Instructions for the task »
Lines with the string "spatialrefsys" in the data below: report how many there are, and write nothing but the number.

- Opening Delimiter -

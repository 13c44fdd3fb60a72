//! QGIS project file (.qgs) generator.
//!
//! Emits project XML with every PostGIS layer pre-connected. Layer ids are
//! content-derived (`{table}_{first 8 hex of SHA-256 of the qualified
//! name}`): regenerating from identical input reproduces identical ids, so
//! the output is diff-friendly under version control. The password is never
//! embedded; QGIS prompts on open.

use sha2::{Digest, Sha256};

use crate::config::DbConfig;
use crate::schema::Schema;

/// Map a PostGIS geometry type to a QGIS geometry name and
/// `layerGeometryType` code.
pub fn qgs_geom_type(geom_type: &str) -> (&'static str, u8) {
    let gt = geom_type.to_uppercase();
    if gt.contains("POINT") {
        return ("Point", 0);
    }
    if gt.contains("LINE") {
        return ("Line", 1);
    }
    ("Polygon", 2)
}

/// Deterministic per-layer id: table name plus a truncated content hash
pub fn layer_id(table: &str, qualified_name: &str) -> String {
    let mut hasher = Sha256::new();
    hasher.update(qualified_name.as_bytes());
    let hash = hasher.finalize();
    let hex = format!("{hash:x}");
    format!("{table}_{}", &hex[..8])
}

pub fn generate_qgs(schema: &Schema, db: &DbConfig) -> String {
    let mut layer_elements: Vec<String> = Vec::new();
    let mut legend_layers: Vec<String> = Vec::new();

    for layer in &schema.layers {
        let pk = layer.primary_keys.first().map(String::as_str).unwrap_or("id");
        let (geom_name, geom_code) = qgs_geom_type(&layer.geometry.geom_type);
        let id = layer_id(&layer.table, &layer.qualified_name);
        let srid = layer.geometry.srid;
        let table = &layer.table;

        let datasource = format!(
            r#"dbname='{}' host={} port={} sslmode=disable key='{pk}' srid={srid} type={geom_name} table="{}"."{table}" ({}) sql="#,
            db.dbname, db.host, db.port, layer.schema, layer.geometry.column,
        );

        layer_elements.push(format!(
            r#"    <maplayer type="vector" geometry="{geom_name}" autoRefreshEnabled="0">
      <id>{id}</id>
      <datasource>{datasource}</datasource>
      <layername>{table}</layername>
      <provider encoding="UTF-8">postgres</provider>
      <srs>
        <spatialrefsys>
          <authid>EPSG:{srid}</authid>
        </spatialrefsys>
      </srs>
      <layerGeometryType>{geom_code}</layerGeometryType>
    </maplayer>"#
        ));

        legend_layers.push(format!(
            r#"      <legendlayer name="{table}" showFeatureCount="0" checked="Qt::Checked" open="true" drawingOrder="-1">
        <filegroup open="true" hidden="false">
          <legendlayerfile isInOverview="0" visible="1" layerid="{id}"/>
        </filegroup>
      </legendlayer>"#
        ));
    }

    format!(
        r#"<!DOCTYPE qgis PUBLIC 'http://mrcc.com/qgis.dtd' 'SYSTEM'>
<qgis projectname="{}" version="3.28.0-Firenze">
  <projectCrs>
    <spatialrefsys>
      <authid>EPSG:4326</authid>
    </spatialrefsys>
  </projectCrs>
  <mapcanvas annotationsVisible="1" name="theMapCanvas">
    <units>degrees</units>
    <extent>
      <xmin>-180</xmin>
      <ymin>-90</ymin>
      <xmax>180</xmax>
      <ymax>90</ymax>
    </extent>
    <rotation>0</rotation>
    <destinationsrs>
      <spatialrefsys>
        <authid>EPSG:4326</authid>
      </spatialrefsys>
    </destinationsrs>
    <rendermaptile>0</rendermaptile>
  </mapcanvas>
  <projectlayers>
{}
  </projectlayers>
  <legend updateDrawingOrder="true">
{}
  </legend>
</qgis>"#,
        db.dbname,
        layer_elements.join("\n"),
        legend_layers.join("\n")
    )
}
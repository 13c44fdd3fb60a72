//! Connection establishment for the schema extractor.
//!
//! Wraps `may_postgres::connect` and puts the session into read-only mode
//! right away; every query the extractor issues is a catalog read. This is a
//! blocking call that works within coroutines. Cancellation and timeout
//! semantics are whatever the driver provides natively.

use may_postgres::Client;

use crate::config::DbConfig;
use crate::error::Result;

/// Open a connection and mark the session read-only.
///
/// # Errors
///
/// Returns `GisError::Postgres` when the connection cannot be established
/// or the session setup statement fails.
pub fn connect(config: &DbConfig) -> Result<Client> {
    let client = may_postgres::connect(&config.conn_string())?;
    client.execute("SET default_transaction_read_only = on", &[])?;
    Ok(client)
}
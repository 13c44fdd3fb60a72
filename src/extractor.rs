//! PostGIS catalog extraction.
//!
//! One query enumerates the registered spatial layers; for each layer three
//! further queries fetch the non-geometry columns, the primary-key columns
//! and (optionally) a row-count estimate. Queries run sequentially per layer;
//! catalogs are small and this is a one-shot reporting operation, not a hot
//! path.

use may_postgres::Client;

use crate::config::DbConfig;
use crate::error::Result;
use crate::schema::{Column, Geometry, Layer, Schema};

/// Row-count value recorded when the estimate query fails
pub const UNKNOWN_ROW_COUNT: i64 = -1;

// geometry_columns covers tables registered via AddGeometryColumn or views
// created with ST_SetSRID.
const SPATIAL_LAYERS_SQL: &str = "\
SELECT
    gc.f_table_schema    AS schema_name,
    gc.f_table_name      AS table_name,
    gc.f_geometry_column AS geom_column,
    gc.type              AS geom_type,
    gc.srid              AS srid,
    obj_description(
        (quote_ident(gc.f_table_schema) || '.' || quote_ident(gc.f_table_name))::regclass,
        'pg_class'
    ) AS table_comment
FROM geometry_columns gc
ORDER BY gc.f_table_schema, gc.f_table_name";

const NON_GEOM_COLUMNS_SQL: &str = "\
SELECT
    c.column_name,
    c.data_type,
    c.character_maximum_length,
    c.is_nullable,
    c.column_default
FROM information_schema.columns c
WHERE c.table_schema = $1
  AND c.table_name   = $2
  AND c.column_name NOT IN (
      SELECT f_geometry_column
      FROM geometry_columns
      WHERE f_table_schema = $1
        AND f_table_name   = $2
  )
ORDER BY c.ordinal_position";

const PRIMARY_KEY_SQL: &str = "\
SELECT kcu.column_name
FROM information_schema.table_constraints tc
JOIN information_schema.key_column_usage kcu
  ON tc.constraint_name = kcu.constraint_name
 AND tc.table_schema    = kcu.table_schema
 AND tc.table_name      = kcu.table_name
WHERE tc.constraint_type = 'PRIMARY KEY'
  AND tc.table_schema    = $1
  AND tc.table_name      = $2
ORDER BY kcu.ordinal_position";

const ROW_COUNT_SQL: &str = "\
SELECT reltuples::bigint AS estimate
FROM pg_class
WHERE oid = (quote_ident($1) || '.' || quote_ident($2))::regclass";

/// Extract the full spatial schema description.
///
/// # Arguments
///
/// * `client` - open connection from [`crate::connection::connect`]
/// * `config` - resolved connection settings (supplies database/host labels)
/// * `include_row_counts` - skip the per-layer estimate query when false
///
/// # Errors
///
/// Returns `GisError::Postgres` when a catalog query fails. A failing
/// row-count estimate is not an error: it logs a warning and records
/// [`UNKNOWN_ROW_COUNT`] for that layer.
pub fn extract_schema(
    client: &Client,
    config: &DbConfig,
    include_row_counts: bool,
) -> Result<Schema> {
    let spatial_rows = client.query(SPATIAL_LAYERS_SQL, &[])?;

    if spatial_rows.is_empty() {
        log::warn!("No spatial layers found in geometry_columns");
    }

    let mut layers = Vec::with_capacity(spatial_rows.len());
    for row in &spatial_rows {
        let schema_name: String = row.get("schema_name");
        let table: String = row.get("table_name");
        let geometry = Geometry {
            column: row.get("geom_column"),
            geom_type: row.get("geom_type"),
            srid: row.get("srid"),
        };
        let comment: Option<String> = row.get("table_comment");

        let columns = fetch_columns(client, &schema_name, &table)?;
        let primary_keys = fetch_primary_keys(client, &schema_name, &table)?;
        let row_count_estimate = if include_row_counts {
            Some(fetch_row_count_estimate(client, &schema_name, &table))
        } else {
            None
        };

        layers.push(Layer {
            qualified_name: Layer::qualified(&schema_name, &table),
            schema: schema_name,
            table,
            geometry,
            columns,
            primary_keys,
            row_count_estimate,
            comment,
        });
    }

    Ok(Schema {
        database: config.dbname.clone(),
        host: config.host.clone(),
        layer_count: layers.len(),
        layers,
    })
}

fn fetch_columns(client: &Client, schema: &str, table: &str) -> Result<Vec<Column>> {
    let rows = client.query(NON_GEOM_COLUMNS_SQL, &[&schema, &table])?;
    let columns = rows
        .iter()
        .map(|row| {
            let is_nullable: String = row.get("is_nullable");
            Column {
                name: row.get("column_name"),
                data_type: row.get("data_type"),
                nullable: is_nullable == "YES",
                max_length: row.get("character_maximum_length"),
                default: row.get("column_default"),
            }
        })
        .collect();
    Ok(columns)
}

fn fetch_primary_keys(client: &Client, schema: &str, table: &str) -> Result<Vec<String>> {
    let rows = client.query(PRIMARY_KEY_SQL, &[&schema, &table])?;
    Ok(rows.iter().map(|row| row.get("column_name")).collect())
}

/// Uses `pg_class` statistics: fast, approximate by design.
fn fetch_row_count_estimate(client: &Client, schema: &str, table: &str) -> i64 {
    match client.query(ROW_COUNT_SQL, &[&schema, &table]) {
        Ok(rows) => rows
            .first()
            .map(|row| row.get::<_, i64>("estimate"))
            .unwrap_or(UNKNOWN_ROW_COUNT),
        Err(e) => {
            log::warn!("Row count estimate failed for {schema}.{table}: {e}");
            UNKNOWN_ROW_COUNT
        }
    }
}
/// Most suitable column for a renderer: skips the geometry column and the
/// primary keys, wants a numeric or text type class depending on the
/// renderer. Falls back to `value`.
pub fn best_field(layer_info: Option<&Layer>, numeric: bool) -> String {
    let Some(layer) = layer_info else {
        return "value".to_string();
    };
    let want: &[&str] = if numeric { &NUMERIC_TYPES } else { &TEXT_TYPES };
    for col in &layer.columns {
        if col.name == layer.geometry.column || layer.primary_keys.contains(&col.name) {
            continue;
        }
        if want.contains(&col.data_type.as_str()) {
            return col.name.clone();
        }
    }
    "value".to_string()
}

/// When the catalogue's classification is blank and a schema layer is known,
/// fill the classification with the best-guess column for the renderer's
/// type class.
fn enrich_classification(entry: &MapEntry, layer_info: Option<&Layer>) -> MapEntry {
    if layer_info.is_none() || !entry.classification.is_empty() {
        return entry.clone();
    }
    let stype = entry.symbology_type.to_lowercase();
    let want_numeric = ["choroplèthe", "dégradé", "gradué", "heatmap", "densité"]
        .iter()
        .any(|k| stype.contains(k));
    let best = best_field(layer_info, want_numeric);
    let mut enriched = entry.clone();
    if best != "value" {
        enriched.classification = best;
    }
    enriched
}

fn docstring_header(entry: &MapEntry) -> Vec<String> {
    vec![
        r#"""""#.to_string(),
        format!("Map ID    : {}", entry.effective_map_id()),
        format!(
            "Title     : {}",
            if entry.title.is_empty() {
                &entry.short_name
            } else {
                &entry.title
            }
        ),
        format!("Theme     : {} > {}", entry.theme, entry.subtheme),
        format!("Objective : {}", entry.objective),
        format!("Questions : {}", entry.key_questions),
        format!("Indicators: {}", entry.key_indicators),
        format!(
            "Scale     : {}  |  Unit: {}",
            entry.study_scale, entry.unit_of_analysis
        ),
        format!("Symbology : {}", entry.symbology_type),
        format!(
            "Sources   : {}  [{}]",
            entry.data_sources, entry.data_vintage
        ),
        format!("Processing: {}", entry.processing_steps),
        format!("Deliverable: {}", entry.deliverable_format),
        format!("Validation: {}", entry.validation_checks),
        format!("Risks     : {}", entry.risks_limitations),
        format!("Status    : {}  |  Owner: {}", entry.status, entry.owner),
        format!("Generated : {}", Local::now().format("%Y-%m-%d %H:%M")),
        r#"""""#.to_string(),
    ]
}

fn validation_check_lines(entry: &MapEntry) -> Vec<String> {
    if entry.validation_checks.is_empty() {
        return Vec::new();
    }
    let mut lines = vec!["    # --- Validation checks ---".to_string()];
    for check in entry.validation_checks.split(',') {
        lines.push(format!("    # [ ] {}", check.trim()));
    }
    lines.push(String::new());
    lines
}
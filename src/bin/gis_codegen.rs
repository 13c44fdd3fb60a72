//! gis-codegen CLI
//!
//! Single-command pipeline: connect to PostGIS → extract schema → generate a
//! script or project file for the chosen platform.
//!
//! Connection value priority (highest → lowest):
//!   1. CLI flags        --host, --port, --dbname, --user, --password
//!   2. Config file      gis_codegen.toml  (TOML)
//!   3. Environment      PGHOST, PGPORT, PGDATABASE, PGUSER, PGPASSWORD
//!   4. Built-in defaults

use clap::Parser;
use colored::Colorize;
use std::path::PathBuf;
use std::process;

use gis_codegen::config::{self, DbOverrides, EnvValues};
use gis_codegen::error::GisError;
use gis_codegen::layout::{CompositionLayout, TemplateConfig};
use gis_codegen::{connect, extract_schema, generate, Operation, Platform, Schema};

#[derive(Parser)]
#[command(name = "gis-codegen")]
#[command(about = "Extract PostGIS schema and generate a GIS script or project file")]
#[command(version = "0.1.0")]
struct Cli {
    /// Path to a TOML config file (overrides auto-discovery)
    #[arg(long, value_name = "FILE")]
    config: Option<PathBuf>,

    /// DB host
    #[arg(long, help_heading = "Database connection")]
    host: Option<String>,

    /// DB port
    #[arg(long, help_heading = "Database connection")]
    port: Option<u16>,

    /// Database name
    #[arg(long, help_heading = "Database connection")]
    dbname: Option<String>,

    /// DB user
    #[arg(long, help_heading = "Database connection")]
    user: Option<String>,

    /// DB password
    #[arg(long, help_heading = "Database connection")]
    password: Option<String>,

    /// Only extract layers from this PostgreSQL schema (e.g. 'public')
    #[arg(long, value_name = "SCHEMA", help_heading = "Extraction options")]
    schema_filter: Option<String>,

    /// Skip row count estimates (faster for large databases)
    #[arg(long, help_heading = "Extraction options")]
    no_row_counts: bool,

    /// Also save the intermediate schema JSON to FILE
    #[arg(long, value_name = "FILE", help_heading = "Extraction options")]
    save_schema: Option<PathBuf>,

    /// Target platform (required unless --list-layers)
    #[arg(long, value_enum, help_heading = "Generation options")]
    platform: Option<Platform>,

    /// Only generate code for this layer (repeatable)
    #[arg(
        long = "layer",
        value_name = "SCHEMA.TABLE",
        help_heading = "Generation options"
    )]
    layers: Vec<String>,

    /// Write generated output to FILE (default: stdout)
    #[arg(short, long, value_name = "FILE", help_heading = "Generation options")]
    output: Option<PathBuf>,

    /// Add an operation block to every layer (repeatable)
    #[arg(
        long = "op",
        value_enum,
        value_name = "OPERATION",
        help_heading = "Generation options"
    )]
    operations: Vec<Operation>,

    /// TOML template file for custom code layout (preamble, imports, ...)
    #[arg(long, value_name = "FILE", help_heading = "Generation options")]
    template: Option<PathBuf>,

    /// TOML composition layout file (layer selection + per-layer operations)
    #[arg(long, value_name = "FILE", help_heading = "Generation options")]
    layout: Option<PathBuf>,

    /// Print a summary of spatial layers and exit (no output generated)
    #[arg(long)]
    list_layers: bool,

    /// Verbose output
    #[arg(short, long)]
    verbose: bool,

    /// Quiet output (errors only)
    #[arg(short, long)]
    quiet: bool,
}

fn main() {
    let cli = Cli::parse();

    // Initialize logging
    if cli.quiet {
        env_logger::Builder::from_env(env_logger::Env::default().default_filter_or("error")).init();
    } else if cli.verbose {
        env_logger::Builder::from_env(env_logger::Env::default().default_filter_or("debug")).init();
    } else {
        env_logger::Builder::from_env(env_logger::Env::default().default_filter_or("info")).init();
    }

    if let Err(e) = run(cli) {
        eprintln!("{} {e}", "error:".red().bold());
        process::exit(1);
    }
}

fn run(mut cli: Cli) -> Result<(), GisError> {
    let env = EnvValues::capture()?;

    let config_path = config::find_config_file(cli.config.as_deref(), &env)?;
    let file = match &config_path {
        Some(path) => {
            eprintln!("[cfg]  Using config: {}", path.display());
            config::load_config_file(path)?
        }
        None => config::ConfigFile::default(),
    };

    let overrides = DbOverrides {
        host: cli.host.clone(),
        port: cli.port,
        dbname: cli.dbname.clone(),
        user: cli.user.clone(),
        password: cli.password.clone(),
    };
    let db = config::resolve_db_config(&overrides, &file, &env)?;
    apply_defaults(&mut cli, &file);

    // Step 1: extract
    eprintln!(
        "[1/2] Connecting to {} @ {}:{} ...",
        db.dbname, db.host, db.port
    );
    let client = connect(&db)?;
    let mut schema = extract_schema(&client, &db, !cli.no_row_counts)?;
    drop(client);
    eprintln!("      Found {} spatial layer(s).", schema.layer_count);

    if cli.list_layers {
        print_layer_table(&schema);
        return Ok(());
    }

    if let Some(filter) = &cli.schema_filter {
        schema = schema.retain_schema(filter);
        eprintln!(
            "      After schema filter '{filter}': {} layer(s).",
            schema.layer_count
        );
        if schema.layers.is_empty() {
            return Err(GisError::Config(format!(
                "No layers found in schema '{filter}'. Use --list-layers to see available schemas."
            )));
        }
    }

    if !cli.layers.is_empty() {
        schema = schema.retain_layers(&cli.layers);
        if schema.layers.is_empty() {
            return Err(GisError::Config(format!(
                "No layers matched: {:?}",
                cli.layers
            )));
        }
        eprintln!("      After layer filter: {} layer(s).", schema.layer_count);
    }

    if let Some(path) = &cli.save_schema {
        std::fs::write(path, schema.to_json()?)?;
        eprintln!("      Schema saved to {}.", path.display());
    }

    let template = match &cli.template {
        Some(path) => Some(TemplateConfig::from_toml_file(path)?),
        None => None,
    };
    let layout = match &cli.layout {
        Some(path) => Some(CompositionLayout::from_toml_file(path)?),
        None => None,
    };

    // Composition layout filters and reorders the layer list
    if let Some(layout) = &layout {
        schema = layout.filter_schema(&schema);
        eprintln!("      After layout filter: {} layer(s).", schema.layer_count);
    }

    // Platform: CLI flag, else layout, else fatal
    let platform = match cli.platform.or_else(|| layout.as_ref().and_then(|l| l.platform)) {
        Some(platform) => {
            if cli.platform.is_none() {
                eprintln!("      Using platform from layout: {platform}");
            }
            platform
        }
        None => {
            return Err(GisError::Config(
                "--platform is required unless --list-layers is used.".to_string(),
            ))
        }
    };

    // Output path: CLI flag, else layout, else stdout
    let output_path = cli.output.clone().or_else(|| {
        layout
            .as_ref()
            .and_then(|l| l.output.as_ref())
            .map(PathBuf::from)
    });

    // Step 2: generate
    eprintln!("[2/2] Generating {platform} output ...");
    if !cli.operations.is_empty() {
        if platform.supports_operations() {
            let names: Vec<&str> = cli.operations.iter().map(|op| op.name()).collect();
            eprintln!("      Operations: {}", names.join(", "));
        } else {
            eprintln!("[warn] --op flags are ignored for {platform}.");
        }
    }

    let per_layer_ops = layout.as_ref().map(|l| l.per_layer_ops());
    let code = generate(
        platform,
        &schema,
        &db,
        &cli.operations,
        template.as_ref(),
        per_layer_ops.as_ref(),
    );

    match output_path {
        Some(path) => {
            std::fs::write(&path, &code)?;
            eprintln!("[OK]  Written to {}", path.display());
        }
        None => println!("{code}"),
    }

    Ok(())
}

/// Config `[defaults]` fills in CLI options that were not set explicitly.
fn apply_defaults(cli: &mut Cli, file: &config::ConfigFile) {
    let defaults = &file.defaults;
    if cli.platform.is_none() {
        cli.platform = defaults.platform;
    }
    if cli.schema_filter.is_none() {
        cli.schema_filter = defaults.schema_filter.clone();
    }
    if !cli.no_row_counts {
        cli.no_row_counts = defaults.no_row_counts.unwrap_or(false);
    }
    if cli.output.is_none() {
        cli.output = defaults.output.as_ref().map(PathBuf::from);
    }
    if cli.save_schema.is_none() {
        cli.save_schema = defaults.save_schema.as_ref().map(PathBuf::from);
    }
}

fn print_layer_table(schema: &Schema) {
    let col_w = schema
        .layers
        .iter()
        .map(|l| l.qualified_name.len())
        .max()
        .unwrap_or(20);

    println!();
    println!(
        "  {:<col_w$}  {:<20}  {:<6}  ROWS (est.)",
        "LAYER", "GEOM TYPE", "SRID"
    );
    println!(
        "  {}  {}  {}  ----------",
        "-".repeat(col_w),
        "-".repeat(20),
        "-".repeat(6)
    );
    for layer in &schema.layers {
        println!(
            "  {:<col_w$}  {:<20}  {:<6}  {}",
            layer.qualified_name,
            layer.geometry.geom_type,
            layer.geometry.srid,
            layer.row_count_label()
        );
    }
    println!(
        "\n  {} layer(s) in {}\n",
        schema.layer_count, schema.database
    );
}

- Closing Delimiter -

Expected answer »
6